### Task data
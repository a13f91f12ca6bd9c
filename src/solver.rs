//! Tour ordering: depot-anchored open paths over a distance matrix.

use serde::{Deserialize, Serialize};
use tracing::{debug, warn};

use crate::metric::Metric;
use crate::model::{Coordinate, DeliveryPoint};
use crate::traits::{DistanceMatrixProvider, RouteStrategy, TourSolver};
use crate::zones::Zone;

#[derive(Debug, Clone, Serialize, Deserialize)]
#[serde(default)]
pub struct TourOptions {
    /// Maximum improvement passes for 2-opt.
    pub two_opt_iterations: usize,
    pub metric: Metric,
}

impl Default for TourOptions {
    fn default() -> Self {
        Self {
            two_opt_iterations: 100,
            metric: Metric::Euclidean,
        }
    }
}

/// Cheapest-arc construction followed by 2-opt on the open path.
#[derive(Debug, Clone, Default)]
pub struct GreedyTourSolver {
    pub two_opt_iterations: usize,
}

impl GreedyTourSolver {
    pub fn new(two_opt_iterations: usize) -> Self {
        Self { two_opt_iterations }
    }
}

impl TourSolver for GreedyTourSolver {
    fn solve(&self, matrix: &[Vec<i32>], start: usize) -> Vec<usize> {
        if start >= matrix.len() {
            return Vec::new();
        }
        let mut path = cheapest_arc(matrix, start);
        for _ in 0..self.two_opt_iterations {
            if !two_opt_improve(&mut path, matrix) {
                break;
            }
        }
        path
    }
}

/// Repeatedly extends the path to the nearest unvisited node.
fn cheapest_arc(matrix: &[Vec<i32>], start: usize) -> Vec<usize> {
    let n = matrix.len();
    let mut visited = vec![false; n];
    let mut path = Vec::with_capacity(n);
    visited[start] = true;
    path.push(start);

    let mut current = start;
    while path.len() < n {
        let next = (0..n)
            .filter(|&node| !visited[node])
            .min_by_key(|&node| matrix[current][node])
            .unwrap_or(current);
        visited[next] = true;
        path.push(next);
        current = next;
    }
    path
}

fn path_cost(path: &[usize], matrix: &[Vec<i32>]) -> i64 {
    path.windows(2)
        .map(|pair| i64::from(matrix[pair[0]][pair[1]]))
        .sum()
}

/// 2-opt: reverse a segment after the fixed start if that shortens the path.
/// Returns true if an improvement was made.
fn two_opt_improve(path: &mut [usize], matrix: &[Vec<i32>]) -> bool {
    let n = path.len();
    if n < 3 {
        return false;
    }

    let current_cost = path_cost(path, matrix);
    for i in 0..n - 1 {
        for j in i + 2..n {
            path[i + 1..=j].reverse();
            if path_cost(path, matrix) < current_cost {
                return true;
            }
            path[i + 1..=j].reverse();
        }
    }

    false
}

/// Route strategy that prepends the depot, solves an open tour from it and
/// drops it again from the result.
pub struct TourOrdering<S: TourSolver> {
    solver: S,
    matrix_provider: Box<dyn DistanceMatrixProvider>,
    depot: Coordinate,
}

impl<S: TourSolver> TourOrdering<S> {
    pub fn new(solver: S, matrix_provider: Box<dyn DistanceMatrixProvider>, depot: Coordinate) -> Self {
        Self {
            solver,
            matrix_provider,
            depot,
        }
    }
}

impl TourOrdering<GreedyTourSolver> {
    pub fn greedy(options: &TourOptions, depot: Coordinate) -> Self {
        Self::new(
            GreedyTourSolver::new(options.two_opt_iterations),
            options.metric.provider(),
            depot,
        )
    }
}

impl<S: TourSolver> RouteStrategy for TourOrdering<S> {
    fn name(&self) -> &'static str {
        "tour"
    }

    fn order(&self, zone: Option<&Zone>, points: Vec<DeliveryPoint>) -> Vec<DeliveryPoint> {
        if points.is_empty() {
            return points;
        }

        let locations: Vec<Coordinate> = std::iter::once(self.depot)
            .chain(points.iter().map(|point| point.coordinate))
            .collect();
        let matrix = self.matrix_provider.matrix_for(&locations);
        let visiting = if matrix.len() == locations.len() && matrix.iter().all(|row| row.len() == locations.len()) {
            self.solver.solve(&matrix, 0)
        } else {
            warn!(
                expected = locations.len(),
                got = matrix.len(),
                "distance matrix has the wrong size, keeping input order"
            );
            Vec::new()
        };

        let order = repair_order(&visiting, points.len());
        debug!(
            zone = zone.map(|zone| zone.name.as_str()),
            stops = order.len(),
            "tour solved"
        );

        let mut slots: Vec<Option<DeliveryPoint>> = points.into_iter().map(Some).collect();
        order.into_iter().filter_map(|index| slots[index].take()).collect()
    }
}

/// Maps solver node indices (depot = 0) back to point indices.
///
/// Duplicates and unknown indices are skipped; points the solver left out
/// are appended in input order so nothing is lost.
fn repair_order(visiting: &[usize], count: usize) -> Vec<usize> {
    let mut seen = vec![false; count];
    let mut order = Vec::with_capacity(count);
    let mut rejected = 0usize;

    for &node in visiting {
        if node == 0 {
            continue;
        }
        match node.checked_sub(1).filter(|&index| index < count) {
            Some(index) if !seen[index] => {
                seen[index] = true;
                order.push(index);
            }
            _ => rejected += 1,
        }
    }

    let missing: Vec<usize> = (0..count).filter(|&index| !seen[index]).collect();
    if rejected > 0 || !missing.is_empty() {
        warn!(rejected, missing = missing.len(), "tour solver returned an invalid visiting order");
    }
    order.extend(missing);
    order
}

### Your goal
Copy every record verbatim.

### Finished exercise
repository a13f91f12ca6bd9c
filename src/solver.rs
//! Tour ordering: depot-anchored open paths over a distance matrix.

use serde::{Deserialize, Serialize};
use tracing::{debug, warn};

use crate::metric::Metric;
use crate::model::{Coordinate, DeliveryPoint};
use crate::traits::{DistanceMatrixProvider, RouteStrategy, TourSolver};
use crate::zones::Zone;

#[derive(Debug, Clone, Serialize, Deserialize)]
#[serde(default)]
pub struct TourOptions {
    /// Maximum improvement passes for 2-opt.
    pub two_opt_iterations: usize,
    pub metric: Metric,
}

impl Default for TourOptions {
    fn default() -> Self {
        Self {
            two_opt_iterations: 100,
            metric: Metric::Euclidean,
        }
    }
}

/// Cheapest-arc construction followed by 2-opt on the open path.
#[derive(Debug, Clone, Default)]
pub struct GreedyTourSolver {
    pub two_opt_iterations: usize,
}

impl GreedyTourSolver {
    pub fn new(two_opt_iterations: usize) -> Self {
        Self { two_opt_iterations }
    }
}

impl TourSolver for GreedyTourSolver {
    fn solve(&self, matrix: &[Vec<i32>], start: usize) -> Vec<usize> {
        if start >= matrix.len() {
            return Vec::new();
        }
        let mut path = cheapest_arc(matrix, start);
        for _ in 0..self.two_opt_iterations {
            if !two_opt_improve(&mut path, matrix) {
                break;
            }
        }
        path
    }
}

/// Repeatedly extends the path to the nearest unvisited node.
fn cheapest_arc(matrix: &[Vec<i32>], start: usize) -> Vec<usize> {
    let n = matrix.len();
    let mut visited = vec![false; n];
    let mut path = Vec::with_capacity(n);
    visited[start] = true;
    path.push(start);

    let mut current = start;
    while path.len() < n {
        let next = (0..n)
            .filter(|&node| !visited[node])
            .min_by_key(|&node| matrix[current][node])
            .unwrap_or(current);
        visited[next] = true;
        path.push(next);
        current = next;
    }
    path
}

fn path_cost(path: &[usize], matrix: &[Vec<i32>]) -> i64 {
    path.windows(2)
        .map(|pair| i64::from(matrix[pair[0]][pair[1]]))
        .sum()
}

/// 2-opt: reverse a segment after the fixed start if that shortens the path.
/// Returns true if an improvement was made.
fn two_opt_improve(path: &mut [usize], matrix: &[Vec<i32>]) -> bool {
    let n = path.len();
    if n < 3 {
        return false;
    }

    let current_cost = path_cost(path, matrix);
    for i in 0..n - 1 {
        for j in i + 2..n {
            path[i + 1..=j].reverse();
            if path_cost(path, matrix) < current_cost {
                return true;
            }
            path[i + 1..=j].reverse();
        }
    }

    false
}

/// Route strategy that prepends the depot, solves an open tour from it and
/// drops it again from the result.
pub struct TourOrdering<S: TourSolver> {
    solver: S,
    matrix_provider: Box<dyn DistanceMatrixProvider>,
    depot: Coordinate,
}

impl<S: TourSolver> TourOrdering<S> {
    pub fn new(solver: S, matrix_provider: Box<dyn DistanceMatrixProvider>, depot: Coordinate) -> Self {
        Self {
            solver,
            matrix_provider,
            depot,
        }
    }
}

impl TourOrdering<GreedyTourSolver> {
    pub fn greedy(options: &TourOptions, depot: Coordinate) -> Self {
        Self::new(
            GreedyTourSolver::new(options.two_opt_iterations),
            options.metric.provider(),
            depot,
        )
    }
}

impl<S: TourSolver> RouteStrategy for TourOrdering<S> {
    fn name(&self) -> &'static str {
        "tour"
    }

    fn order(&self, zone: Option<&Zone>, points: Vec<DeliveryPoint>) -> Vec<DeliveryPoint> {
        if points.is_empty() {
            return points;
        }

        let locations: Vec<Coordinate> = std::iter::once(self.depot)
            .chain(points.iter().map(|point| point.coordinate))
            .collect();
        let matrix = self.matrix_provider.matrix_for(&locations);
        let visiting = if matrix.len() == locations.len() && matrix.iter().all(|row| row.len() == locations.len()) {
            self.solver.solve(&matrix, 0)
        } else {
            warn!(
                expected = locations.len(),
                got = matrix.len(),
                "distance matrix has the wrong size, keeping input order"
            );
            Vec::new()
        };

        let order = repair_order(&visiting, points.len());
        debug!(
            zone = zone.map(|zone| zone.name.as_str()),
            stops = order.len(),
            "tour solved"
        );

        let mut slots: Vec<Option<DeliveryPoint>> = points.into_iter().map(Some).collect();
        order.into_iter().filter_map(|index| slots[index].take()).collect()
    }
}

/// Maps solver node indices (depot = 0) back to point indices.
///
/// Duplicates and unknown indices are skipped; points the solver left out
/// are appended in input order so nothing is lost.
fn repair_order(visiting: &[usize], count: usize) -> Vec<usize> {
    let mut seen = vec![false; count];
    let mut order = Vec::with_capacity(count);
    let mut rejected = 0usize;

    for &node in visiting {
        if node == 0 {
            continue;
        }
        match node.checked_sub(1).filter(|&index| index < count) {
            Some(index) if !seen[index] => {
                seen[index] = true;
                order.push(index);
            }
            _ => rejected += 1,
        }
    }

    let missing: Vec<usize> = (0..count).filter(|&index| !seen[index]).collect();
    if rejected > 0 || !missing.is_empty() {
        warn!(rejected, missing = missing.len(), "tour solver returned an invalid visiting order");
    }
    order.extend(missing);
    order
}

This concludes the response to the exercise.